Tools Support Governance, Not Define It
I was surprised at David Linthicum’s latest blog entry. Normally, he’s pretty good about emphasizing that you can’t buy an SOA, but in his “Defining SOA Governance” post, a lot of the conversation was very tool-centric. He stated the following.
Key components of design time SOA governance include:
- A registry and/or repository for the tracking of service design, management, policy, security, and testing artifacts.
- Design tools, including service modeling, dependency tracking, policy creation and management, and other tools that assist in the design of services.
- Deployment tools, including service deployment, typically through binding with external development environments.
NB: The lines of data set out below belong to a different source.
//! A single tank being filled.

use serde::{Deserialize, Serialize};

use crate::error::TankError;

/// Remaining capacity below which a tank counts as full.
///
/// Absorbs drift from repeated subtraction so a tank whose true remaining
/// capacity is zero is detected as full.
pub const TOLERANCE: f64 = 1e-6;

// ---------------------------------------------------------------------------
// Input record
// ---------------------------------------------------------------------------

/// Initial state of one tank, as supplied by the caller.
#[derive(Debug, Clone, Copy, PartialEq, Serialize, Deserialize)]
pub struct TankSpec {
    /// Volume to fill.
    pub capacity: f64,
    /// Volume per unit time flowing in at the start of the run.
    pub flow_rate: f64,
}

impl TankSpec {
    pub fn new(capacity: f64, flow_rate: f64) -> Self {
        Self {
            capacity,
            flow_rate,
        }
    }
}

// ---------------------------------------------------------------------------
// Tank
// ---------------------------------------------------------------------------

/// A tank that is still filling.
///
/// `fill_time` is derived from the other two fields and recomputed on every
/// mutation, so it is never stale.
#[derive(Debug, Clone, PartialEq, Serialize, Deserialize)]
pub struct Tank {
    ordinal: usize,
    remaining_capacity: f64,
    flow_rate: f64,
    fill_time: f64,
}

impl Tank {
    /// Create a tank. Fails on a non-positive or non-finite flow rate and on
    /// a negative or non-finite capacity.
    pub fn new(ordinal: usize, capacity: f64, flow_rate: f64) -> Result<Self, TankError> {
        if !flow_rate.is_finite() || flow_rate <= 0.0 {
            return Err(TankError::InvalidFlowRate(flow_rate));
        }
        if !capacity.is_finite() || capacity < 0.0 {
            return Err(TankError::InvalidCapacity(capacity));
        }
        let mut tank = Self {
            ordinal,
            remaining_capacity: capacity,
            flow_rate,
            fill_time: 0.0,
        };
        tank.recompute_fill_time();
        Ok(tank)
    }

    /// Create a tank from its input record.
    pub fn from_spec(ordinal: usize, spec: TankSpec) -> Result<Self, TankError> {
        Self::new(ordinal, spec.capacity, spec.flow_rate)
    }

    /// Position of this tank in the input sequence.
    pub fn ordinal(&self) -> usize {
        self.ordinal
    }

    pub fn remaining_capacity(&self) -> f64 {
        self.remaining_capacity
    }

    pub fn flow_rate(&self) -> f64 {
        self.flow_rate
    }

    /// Time until this tank is full at its current flow rate.
    pub fn fill_time(&self) -> f64 {
        self.fill_time
    }

    pub fn is_full(&self) -> bool {
        self.remaining_capacity < TOLERANCE
    }

    /// Pour `elapsed` time worth of flow into the tank.
    ///
    /// Returns `true` if the tank is full afterwards.
    pub fn advance(&mut self, elapsed: f64) -> bool {
        self.remaining_capacity -= self.flow_rate * elapsed;
        self.recompute_fill_time();
        self.is_full()
    }

    /// Add flow released by a tank that just became full.
    pub fn increase_flow_rate(&mut self, delta: f64) -> Result<(), TankError> {
        if !delta.is_finite() || delta <= 0.0 {
            return Err(TankError::InvalidFlowIncrease(delta));
        }
        self.flow_rate += delta;
        self.recompute_fill_time();
        Ok(())
    }

    /// Re-check a tank that did not come through [`Tank::new`], such as one
    /// decoded from a snapshot.
    pub(crate) fn revalidate(&self) -> Result<(), TankError> {
        let rebuilt = Self::new(self.ordinal, self.remaining_capacity, self.flow_rate)?;
        if rebuilt.fill_time.to_bits() != self.fill_time.to_bits() {
            return Err(TankError::StaleFillTime(self.fill_time));
        }
        Ok(())
    }

    fn recompute_fill_time(&mut self) {
        self.fill_time = self.remaining_capacity / self.flow_rate;
    }
}
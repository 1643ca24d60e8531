//! Result of a finished simulation run.

use std::fmt;

use serde::{Deserialize, Serialize};

use crate::rounding::report_time;

/// Raw times produced by a finished run.
#[derive(Debug, Clone, Copy, PartialEq, Serialize, Deserialize)]
pub struct RunReport {
    /// Clock value when the last tank in order of some step overflowed.
    pub last_overflow_time: f64,
    /// Clock value when every tank was full.
    pub all_overflow_time: f64,
    /// Number of discrete steps processed.
    pub steps: u64,
}

impl RunReport {
    /// The two reported integers, rounded per [`report_time`].
    pub fn overflow_times(&self) -> OverflowTimes {
        OverflowTimes {
            last: report_time(self.last_overflow_time),
            all: report_time(self.all_overflow_time),
        }
    }
}

/// The complete output of a run: two non-negative integers.
#[derive(Debug, Clone, Copy, PartialEq, Eq, Hash, Serialize, Deserialize)]
pub struct OverflowTimes {
    pub last: u64,
    pub all: u64,
}

impl fmt::Display for OverflowTimes {
    fn fmt(&self, f: &mut fmt::Formatter<'_>) -> fmt::Result {
        write!(f, "{} {}", self.last, self.all)
    }
}
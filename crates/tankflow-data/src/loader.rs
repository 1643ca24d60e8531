//! File loading: reads a scenario file and parses it in the right format.

use std::path::{Path, PathBuf};

use crate::format::{Format, detect_format};
use crate::scenario::{Scenario, ScenarioError, parse_scenario};

// ===========================================================================
// Errors
// ===========================================================================

/// Errors that can occur while loading a scenario file.
#[derive(Debug, thiserror::Error)]
pub enum DataLoadError {
    /// The file has an extension we don't support.
    #[error("unsupported format for file: {}", file.display())]
    UnsupportedFormat { file: PathBuf },

    /// The file was read but its content is not a valid scenario.
    #[error("invalid scenario in {}: {source}", file.display())]
    Scenario {
        file: PathBuf,
        #[source]
        source: ScenarioError,
    },

    /// An I/O error occurred.
    #[error("cannot read {}: {source}", file.display())]
    Io {
        file: PathBuf,
        #[source]
        source: std::io::Error,
    },
}

// ===========================================================================
// Loading
// ===========================================================================

/// Load a scenario file.
///
/// When `format` is `None` it is detected from the file extension.
pub fn load_scenario(path: &Path, format: Option<Format>) -> Result<Scenario, DataLoadError> {
    let format = match format {
        Some(format) => format,
        None => detect_format(path)?,
    };
    let content = std::fs::read_to_string(path).map_err(|source| DataLoadError::Io {
        file: path.to_path_buf(),
        source,
    })?;
    let scenario = parse_scenario(&content, format).map_err(|source| DataLoadError::Scenario {
        file: path.to_path_buf(),
        source,
    })?;
    tracing::debug!(
        file = %path.display(),
        %format,
        tanks = scenario.len(),
        "scenario loaded"
    );
    Ok(scenario)
}

// ===========================================================================
// Tests
// ===========================================================================
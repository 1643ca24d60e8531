//! Cross-crate tests: scenario text through the data crate, into the engine,
//! stepped, snapshotted, and reported.

use tankflow_core::engine::Engine;
use tankflow_core::event::TankEvent;
use tankflow_core::report::OverflowTimes;
use tankflow_core::test_utils::*;
use tankflow_data::Format;
use tankflow_data::scenario::parse_scenario;

fn run_text(content: &str, format: Format) -> OverflowTimes {
    parse_scenario(content, format)
        .unwrap()
        .engine()
        .unwrap()
        .run()
        .unwrap()
        .overflow_times()
}

#[test]
fn classic_examples() {
    assert_eq!(run_text("3 1\n2\n4\n8\n", Format::Plain).to_string(), "4 4");
    assert_eq!(run_text("1 3\n10\n", Format::Plain).to_string(), "3 3");
    assert_eq!(run_text("1 2\n10\n", Format::Plain).to_string(), "5 5");
}

#[test]
fn plain_and_structured_agree_on_larger_input() {
    let caps: Vec<u32> = (0..200).map(|i| (i * 37) % 101 + 1).collect();
    let mut plain = format!("{} 2\n", caps.len());
    for c in &caps {
        plain.push_str(&format!("{c}\n"));
    }
    let mut toml = String::from("flow_rate = 2.0\n");
    for c in &caps {
        toml.push_str(&format!("[[tanks]]\ncapacity = {c}.0\n"));
    }
    assert_eq!(run_text(&plain, Format::Plain), run_text(&toml, Format::Toml));
}

#[test]
fn step_by_step_follows_the_event_log() {
    let scenario = parse_scenario("4 1\n3\n1\n6\n2\n", Format::Plain).unwrap();
    let mut engine = scenario.engine().unwrap();

    // t=1: tank 1 fills, its flow goes to tank 2.
    let first = engine.step().unwrap().unwrap();
    assert_eq!(first.filled, vec![1]);
    assert_eq!(active_ordinals(&engine), vec![0, 2, 3]);
    assert_eq!(flow_rates(&engine), vec![1.0, 2.0, 1.0]);

    // t=2: tank 3 fills first. It is last in order, so the last overflow
    // time is set and its flow is discarded.
    let second = engine.step().unwrap().unwrap();
    assert_eq!(second.filled, vec![3]);
    assert_eq!(engine.last_overflow_time(), Some(2.0));
    assert!(second.events.iter().any(|e| matches!(
        e,
        TankEvent::FlowDiscarded { flow, .. } if *flow == 1.0
    )));
    assert_eq!(flow_rates(&engine), vec![1.0, 2.0]);

    // t=3: tank 0 fills and feeds tank 2, which has 6 - 1 - 2*2 = 1 left.
    let third = engine.step().unwrap().unwrap();
    assert_eq!(third.filled, vec![0]);
    assert_eq!(flow_rates(&engine), vec![3.0]);

    let report = engine.run().unwrap();
    assert_approx(report.all_overflow_time, 3.0 + 1.0 / 3.0);
    assert_eq!(report.overflow_times(), OverflowTimes { last: 2, all: 3 });
}

#[test]
fn snapshot_survives_round_trip_between_steps() {
    let scenario = parse_scenario("5 1\n5\n4\n3\n2\n1\n", Format::Plain).unwrap();
    let mut engine = scenario.engine().unwrap();
    engine.step().unwrap();
    engine.step().unwrap();

    let bytes = engine.serialize().unwrap();
    let mut restored = Engine::deserialize(&bytes).unwrap();
    assert_eq!(active_ordinals(&restored), active_ordinals(&engine));
    assert_eq!(flow_rates(&restored), flow_rates(&engine));
    assert_eq!(restored.run().unwrap(), engine.run().unwrap());
}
- Links to testing tools and services, providing the developer/designer the ability to create a test plan and testing scenarios, and then leverage service testing technology.
On the runtime governance side of things, he did preface the tool capability discussion with this statement: “Thus, runtime governance is the process of enforcing and implementing those policies at service run time.”
I’ve said it before, and I’ll say it again. Governance is about people, policies, and process. Tooling really only comes into play when you start looking at the process portion of the equation. I don’t want to dismiss tooling, because it absolutely is an important part of the governance equation, but if you don’t have the people or the policies, tools won’t help.
The other thing that I want to call out is how “SOA Management” has morphed into “Runtime SOA Governance.” Back in March of 2006, I was on a panel at the InfoWorld SOA Executive Forum and teased the panelist from AmberPoint about hijacking the term, but I’ve relented a bit simply because these terms all have preconceived notions about them, and the use of the term governance probably gets people thinking in the right direction. For many people, SOA Management may imply the kind of passive monitoring that people associated with traditional systems management (not that it should be passive, but that’s the perception many have). Runtime SOA Governance, however, is rooted in the notion of the active enforcement of policies associated with the consumer-provider interaction. If a change in marketing terms helps people understand it, I’m all for it.
But back to the main subject… whether it’s runtime or design time, there’s still a need to understand the policies and people/parties involved. If you don’t understand the concepts associated with a service contract (and it’s not just the functional interface) and have people on the both sides of the interaction who care about them, governance tools aren’t going to do you any good. If you don’t have people defining the enterprise policies associated with choosing and defining services, again, the tools aren’t going to be used effectively.
Ronan Bradley has an excellent followup of a similar vein here.
I blogged recently about SOA Governance along your lines…governance is about culture and can be supported by tools.